Terrible, terrible advice. It is well-established that schizophrenia is more common in long-term cannabis users, whether it is the cause or not. You can't "man up" and "get over" schizophrenia.
That said I'd need more info from the OP to be convinced he has it.
I used to be dead-on convinced that I had schizophrenia.
And I had convinced myself that I was schizophrenic by looking up all the symptoms on wikipedia and essentially began to subconsciously mimic those symptoms.
So much so that a State mental institution's DSM-IV diagnostic test couldn't differentiate between my psychotic symptoms and my panic-disorder symptoms.
To avoid giving me the black label - the scarlet letter - the permanent diagnosis of "Schizophrenic" (which would have ruined my life and most opportunities in life), my psychiatrist decided to just treat me as if I had anxiety disorders.
He put me on 200mg of Zoloft while I was staying in a mental health ward for 2 months --
After a complex medicinal schedule of benzodiazepines (switching from 4mg/day klonopin to 2mg/day ativan and rapidly working down the dose on the ativan) and TCAs for two weeks, then transitioning to a month long period of "no medicine" (so the doctor could get a rough estimate of what my cognition was like at 'baseline') I was switched over to SSRIs (even though I pleaded with the doctor that I finally felt normal again after a month of sobriety, and I didn't want to go back to that anti-depressant shit) because there was a lot of protocol pressure on the doc to put me on "at least something for anxiety" since I had come in to the hospital on such a plethora of medications that it didn't feel right to them to let me leave on nothing at all
--my symptoms showed a complete reversal; and it was deemed that I was merely suffering from panic disorder and obsessive-compulsive disorder (accompanied with dysphoria resulting from prolonged & excessive drug use of almost every type of drug that exists).
Paradoxically, after my symptoms of psychosis had subsided it was actually decided that I should be prescribed amphetamine for ADD-esque symptoms. And miraculously, it worked while causing minimal negative effects on my cognition.
Then, I was set back out into the world, I got back into drinking/drugs and fucked my sleep schedule up, and guess what?

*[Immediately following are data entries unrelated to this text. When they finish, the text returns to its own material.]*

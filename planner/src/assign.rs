use log::{debug, info, trace, warn};
use ordered_float::OrderedFloat;
use tinyvec::TinyVec;
use uavsched_structs::drone::{Fleet, CRUISE_SPEED};
use uavsched_structs::geom::tangent_detour;
use uavsched_structs::obstacle::Obstacle;
use uavsched_structs::plan::{AgentRoute, Assignment, MissionPlan};
use uavsched_structs::task::Task;
use uavsched_structs::{Error, Point};

use crate::{grid, lerp, Params};

/// Run the iterative assignment loop until every assignable task is taken,
/// then send the fleet home. The engine is the sole mutator of fleet and
/// task state for the duration of the call.
pub fn plan(
    fleet: &mut Fleet,
    tasks: &mut [Task],
    obstacles: &[Obstacle],
    params: &Params,
) -> MissionPlan {
    assert!(!fleet.drones.is_empty());
    let n_tasks = tasks.len();
    // Priority order drives the convergence scan and distance tie-breaks;
    // the pick itself stays nearest-first.
    let mut order = (0..n_tasks).collect::<Vec<_>>();
    order.sort_by_key(|&i| tasks[i].priority);

    let mut engine = Engine {
        fleet,
        tasks,
        obstacles,
        params,
        order,
        assignments: Vec::new(),
        unassignable: vec![false; n_tasks],
        rounds: 0,
    };
    engine.run();
    engine.into_plan()
}

/// Discrete re-planning checkpoint: restart each drone's path and time
/// accounting at its current position, keep endurance and recharge state,
/// and run the same loop over the updated scenario.
pub fn replan(
    fleet: &mut Fleet,
    tasks: &mut [Task],
    obstacles: &[Obstacle],
    params: &Params,
) -> MissionPlan {
    info!("replanning from checkpoint");
    fleet.checkpoint();
    plan(fleet, tasks, obstacles, params)
}

struct Engine<'a> {
    fleet: &'a mut Fleet,
    tasks: &'a mut [Task],
    obstacles: &'a [Obstacle],
    params: &'a Params,
    order: Vec<usize>,
    assignments: Vec<(usize, usize)>,
    unassignable: Vec<bool>,
    rounds: usize,
}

I landed right back where I started: freaking out thinking that I was going insane and/or becoming schizophrenic.
So some word of advice to anyone who THINKS they are going schizophrenic:
Stop using drugs for a month or two - and I mean ALL drugs; no caffeine, no alcohol, and -if you can handle it- no nicotine.
During these 2 months of sobriety, its going to hurt for the first two weeks. You might even get very VERY depressed and anxious. But just perservere - eat right, get some fucking sleep (NORMAL sleep mind you, not odd hours of the day), and hell, maybe even get a pet animal like a cat or a dog to establish some sense of responsibility and authority in your head.
And if you don't feel relatively "normal" again after those two months, then go ahead and let yourself get sucked into the shitty ass mental-health system which our society provides -- get locked into a downward spiral of medical bills and therapeutic addictions; While you're at it, you might as well just sign your soul over to Satan and lubricate your anal sphincter in preparation for penetration.
I had a miracle worker for a psychiatrist (after going through roughly a dozen other psychiatrists). Do you think you'll be so lucky?
From my Heart with much sincerety,
- SpunkySkunk347
PS, my paternal grandfather has schizophrenia - but this is because in Vietnam, he was trapped in the basement of a bombed building for 3 days without food or water.